United States v. Juvenile Male
Headline: Court blocks appeal over applying modern sex-offender registration law to a now-adult juvenile, vacating the lower court’s ruling and sending the case back for dismissal because no live controversy remains.
Holding:
- Prevents appeals when expired supervision cannot be remedied by a court decision.
- Leaves state sex-offender registration rules in place even if federal conditions are invalidated.

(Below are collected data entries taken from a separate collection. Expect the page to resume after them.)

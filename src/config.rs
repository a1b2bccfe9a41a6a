//! Configuration management for Turnstile.

use serde::{Deserialize, Serialize};
use std::net::SocketAddr;
use std::path::Path;
use std::time::Duration;

use crate::error::{Result, TurnstileError};
use crate::ratelimit::{LimitConfig, SweeperConfig};

/// Prefix for environment overrides, e.g. `TURNSTILE__RATE_LIMITING__MAX_REQUESTS`.
const ENV_PREFIX: &str = "TURNSTILE";

/// Main configuration for the Turnstile service.
#[derive(Debug, Clone, Default, PartialEq, Serialize, Deserialize)]
pub struct TurnstileConfig {
    /// Server configuration
    #[serde(default)]
    pub server: ServerConfig,

    /// Rate limiting configuration
    #[serde(default)]
    pub rate_limiting: RateLimitingConfig,
}

/// Server configuration.
#[derive(Debug, Clone, PartialEq, Serialize, Deserialize)]
pub struct ServerConfig {
    /// HTTP server address
    #[serde(default = "default_http_addr")]
    pub http_addr: SocketAddr,

    /// Origins allowed by CORS; `*` allows any origin
    #[serde(default = "default_allowed_origins")]
    pub allowed_origins: Vec<String>,
}

impl Default for ServerConfig {
    fn default() -> Self {
        Self {
            http_addr: default_http_addr(),
            allowed_origins: default_allowed_origins(),
        }
    }
}

fn default_http_addr() -> SocketAddr {
    SocketAddr::from(([127, 0, 0, 1], 8080))
}

fn default_allowed_origins() -> Vec<String> {
    vec!["http://localhost:3000".to_string()]
}

/// Rate limiting configuration.
#[derive(Debug, Clone, PartialEq, Serialize, Deserialize)]
pub struct RateLimitingConfig {
    /// Refill window length in milliseconds
    #[serde(default = "default_window_ms")]
    pub window_ms: u64,

    /// Bucket capacity and requests allowed per window
    #[serde(default = "default_max_requests")]
    pub max_requests: u64,

    /// Idle-bucket sweep interval in seconds
    #[serde(default = "default_sweep_interval")]
    pub sweep_interval_secs: u64,

    /// Whole windows a bucket must sit idle before it may be evicted
    #[serde(default = "default_idle_windows")]
    pub idle_windows: u64,
}

impl Default for RateLimitingConfig {
    fn default() -> Self {
        Self {
            window_ms: default_window_ms(),
            max_requests: default_max_requests(),
            sweep_interval_secs: default_sweep_interval(),
            idle_windows: default_idle_windows(),
        }
    }
}

fn default_window_ms() -> u64 {
    60_000
}

fn default_max_requests() -> u64 {
    100
}

fn default_sweep_interval() -> u64 {
    60
}

fn default_idle_windows() -> u64 {
    2
}

impl RateLimitingConfig {
    /// The limit applied to every client key.
    pub fn limit_config(&self) -> LimitConfig {
        LimitConfig::new(self.window_ms, self.max_requests)
    }

    /// Settings for the idle-bucket sweeper.
    pub fn sweeper_config(&self) -> SweeperConfig {
        SweeperConfig {
            interval: Duration::from_secs(self.sweep_interval_secs),
            idle_ms: self.window_ms.saturating_mul(self.idle_windows),
        }
    }

    fn validate(&self) -> Result<()> {
        self.limit_config().validate()?;
        if self.sweep_interval_secs == 0 {
            return Err(TurnstileError::Config(
                "sweep_interval_secs must be greater than zero".to_string(),
            ));
        }
        if self.idle_windows == 0 {
            return Err(TurnstileError::Config(
                "idle_windows must be at least 1".to_string(),
            ));
        }
        Ok(())
    }
}

impl TurnstileConfig {
    /// Load configuration from an optional YAML file layered under
    /// `TURNSTILE__*` environment variables.
    pub fn load(path: Option<&Path>) -> Result<Self> {
        let mut builder = ::config::Config::builder();
        if let Some(path) = path {
            builder = builder.add_source(::config::File::from(path).required(true));
        }

        let config: TurnstileConfig = builder
            .add_source(
                ::config::Environment::with_prefix(ENV_PREFIX)
                    .prefix_separator("__")
                    .separator("__")
                    .list_separator(",")
                    .with_list_parse_key("server.allowed_origins")
                    .try_parsing(true),
            )
            .build()?
            .try_deserialize()?;

        config.validate()?;
        Ok(config)
    }

    /// Parse configuration from a YAML string.
    pub fn from_yaml(yaml: &str) -> Result<Self> {
        let config: TurnstileConfig = serde_yaml::from_str(yaml)
            .map_err(|e| TurnstileError::Config(format!("Failed to parse config: {}", e)))?;
        config.validate()?;
        Ok(config)
    }

    /// Check values that would otherwise fail later at construction time.
    pub fn validate(&self) -> Result<()> {
        if self.server.allowed_origins.is_empty() {
            return Err(TurnstileError::Config(
                "allowed_origins must not be empty".to_string(),
            ));
        }
        self.rate_limiting.validate()
    }
}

- Allows preenforcement challenges to SORNA to proceed separately.
Summary
Background
A now-adult man was adjudicated delinquent after sexually abusing a 10-year-old boy beginning at age 13 and was sentenced to juvenile detention and supervision until age 21. While he was still in custody, Congress enacted SORNA, a law requiring certain sex offenders to register. At the Government’s request, the district court imposed a special condition that he register during his federal juvenile supervision. He appealed that condition to the Ninth Circuit, but he turned 21 while the appeal was pending and the federal supervision expired before the Ninth Circuit ruled.
Reasoning
The Court considered whether the Ninth Circuit could decide the case when the challenged condition had already ended. Article III requires a live dispute that a court decision is likely to fix. The Supreme Court asked the Montana Supreme Court whether state law required him to stay on the state registry only if the federal condition remained valid. Montana replied that its registration duty is independent of the federal supervision order. Because vacating the expired federal condition would not remove his state registration, the Court concluded there was no redress and the appeal was moot. The Court vacated the Ninth Circuit’s decision and remanded with instructions to dismiss the appeal.
Real world impact
The ruling warns courts not to decide the merits of challenges when a sentence or condition has ended and a favorable ruling would not remove concrete harms. People adjudicated as juveniles may nonetheless remain subject to separate state registration duties even if federal supervision is invalidated. The decision does not finally resolve all challenges to SORNA itself, and separate preenforcement or other lawsuits could proceed.
Dissents or concurrances
Three Justices said the case should be sent back to the Ninth Circuit so that court could consider mootness in the first instance rather than the Supreme Court deciding the question.